— Exercise —
Return all lines in the material below that contain "children".

┄┄┄┄┄┄┄┄┄┄┄┄┄┄┄┄┄┄┄┄

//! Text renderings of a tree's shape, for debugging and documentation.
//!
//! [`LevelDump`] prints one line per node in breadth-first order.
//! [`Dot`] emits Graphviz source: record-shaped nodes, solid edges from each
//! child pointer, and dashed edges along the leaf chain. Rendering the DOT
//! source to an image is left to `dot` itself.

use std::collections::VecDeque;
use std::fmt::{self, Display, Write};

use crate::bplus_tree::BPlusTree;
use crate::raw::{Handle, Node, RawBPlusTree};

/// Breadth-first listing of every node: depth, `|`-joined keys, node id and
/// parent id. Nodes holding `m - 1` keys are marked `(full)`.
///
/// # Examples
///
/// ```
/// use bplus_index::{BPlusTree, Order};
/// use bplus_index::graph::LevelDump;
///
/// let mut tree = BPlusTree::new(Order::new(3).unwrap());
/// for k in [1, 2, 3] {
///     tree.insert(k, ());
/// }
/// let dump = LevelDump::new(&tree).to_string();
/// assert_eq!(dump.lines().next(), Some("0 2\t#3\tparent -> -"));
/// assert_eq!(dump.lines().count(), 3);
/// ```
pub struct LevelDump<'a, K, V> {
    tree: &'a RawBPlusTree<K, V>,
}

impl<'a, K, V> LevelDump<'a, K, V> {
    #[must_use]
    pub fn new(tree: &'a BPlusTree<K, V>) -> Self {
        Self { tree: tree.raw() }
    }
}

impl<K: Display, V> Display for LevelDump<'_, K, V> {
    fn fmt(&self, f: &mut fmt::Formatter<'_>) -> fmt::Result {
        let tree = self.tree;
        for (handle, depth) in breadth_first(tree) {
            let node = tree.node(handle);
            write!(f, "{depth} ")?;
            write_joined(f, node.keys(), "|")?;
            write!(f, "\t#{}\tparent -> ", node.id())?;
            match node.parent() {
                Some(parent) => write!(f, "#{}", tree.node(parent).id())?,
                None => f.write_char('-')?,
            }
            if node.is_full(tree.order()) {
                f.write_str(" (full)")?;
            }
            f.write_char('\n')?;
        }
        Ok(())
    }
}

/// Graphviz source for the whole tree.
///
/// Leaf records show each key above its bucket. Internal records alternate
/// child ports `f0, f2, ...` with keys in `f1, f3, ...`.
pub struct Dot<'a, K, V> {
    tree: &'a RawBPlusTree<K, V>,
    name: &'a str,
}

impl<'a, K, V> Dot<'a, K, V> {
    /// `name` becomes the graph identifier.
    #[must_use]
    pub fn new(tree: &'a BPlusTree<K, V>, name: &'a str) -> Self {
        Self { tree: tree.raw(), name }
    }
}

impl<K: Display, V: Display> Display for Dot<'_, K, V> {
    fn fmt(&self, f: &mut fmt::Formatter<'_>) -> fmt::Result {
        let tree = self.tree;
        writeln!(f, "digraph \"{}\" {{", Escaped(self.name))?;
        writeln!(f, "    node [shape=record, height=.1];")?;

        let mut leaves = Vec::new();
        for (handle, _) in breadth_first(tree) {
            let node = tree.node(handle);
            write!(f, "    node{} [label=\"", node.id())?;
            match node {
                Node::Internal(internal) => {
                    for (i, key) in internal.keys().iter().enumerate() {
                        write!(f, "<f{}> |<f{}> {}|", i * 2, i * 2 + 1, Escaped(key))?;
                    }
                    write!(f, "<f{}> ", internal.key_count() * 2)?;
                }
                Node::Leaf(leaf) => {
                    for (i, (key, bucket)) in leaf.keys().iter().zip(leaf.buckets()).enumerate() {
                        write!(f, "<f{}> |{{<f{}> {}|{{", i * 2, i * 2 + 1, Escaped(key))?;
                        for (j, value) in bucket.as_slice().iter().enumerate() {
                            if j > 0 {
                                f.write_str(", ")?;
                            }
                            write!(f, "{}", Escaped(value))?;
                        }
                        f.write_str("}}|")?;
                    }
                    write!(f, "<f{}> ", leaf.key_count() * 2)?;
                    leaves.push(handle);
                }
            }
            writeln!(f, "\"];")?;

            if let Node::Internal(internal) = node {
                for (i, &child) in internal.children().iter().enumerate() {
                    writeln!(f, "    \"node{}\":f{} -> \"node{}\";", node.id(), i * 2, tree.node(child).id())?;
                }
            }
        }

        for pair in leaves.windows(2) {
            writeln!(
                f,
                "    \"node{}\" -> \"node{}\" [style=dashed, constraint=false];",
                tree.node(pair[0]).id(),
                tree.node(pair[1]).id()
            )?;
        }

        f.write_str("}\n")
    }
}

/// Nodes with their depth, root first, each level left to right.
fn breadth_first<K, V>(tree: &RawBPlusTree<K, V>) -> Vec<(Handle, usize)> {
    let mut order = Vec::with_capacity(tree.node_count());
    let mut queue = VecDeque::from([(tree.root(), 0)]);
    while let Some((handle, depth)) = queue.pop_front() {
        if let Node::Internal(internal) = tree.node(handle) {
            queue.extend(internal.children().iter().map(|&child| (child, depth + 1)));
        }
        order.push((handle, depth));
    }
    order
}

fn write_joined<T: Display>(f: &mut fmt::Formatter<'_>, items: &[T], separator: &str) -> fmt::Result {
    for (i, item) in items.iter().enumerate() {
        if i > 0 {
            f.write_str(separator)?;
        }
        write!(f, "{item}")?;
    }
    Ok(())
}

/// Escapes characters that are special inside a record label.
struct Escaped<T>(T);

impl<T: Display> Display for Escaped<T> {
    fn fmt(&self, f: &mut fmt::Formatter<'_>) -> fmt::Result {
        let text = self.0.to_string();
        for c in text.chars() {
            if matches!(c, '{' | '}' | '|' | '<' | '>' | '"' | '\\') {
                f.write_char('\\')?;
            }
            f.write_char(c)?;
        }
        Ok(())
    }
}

┄┄┄┄┄┄┄┄┄┄┄┄┄┄┄┄┄┄┄┄

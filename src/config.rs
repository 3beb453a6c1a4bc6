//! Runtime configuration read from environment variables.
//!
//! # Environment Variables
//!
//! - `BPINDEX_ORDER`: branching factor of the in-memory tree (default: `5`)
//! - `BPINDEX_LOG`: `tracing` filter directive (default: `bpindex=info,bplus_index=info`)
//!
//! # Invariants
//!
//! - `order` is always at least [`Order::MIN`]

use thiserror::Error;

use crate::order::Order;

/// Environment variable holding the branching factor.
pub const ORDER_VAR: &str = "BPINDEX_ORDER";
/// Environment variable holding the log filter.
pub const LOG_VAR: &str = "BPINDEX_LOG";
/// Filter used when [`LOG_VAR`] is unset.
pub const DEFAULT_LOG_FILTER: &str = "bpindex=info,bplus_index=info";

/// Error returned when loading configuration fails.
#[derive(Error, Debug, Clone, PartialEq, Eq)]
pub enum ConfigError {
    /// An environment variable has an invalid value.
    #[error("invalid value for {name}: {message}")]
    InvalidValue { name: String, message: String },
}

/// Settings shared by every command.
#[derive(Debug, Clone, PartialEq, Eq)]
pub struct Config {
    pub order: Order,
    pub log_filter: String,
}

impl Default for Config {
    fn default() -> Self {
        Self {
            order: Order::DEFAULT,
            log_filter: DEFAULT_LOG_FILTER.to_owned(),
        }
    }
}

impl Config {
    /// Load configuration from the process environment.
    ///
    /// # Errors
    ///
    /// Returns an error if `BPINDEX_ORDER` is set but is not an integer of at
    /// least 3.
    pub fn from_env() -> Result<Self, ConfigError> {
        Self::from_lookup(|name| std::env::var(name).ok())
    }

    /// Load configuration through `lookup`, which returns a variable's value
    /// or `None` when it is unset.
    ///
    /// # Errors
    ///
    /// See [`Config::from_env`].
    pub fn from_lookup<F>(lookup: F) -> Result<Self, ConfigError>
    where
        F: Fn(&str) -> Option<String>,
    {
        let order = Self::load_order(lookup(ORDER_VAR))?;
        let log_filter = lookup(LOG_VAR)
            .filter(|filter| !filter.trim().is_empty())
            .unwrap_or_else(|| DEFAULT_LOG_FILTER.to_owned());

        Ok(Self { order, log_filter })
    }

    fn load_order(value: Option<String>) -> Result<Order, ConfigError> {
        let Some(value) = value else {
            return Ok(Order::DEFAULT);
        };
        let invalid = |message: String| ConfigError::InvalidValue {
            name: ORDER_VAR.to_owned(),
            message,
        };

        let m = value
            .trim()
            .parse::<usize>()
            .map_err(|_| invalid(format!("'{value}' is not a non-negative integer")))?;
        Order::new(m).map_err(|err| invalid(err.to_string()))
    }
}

┄┄┄┄┄┄┄┄┄┄┄┄┄┄┄┄┄┄┄┄

— Task output —
                for (i, &child) in internal.children().iter().enumerate() {
            queue.extend(internal.children().iter().map(|&child| (child, depth + 1)));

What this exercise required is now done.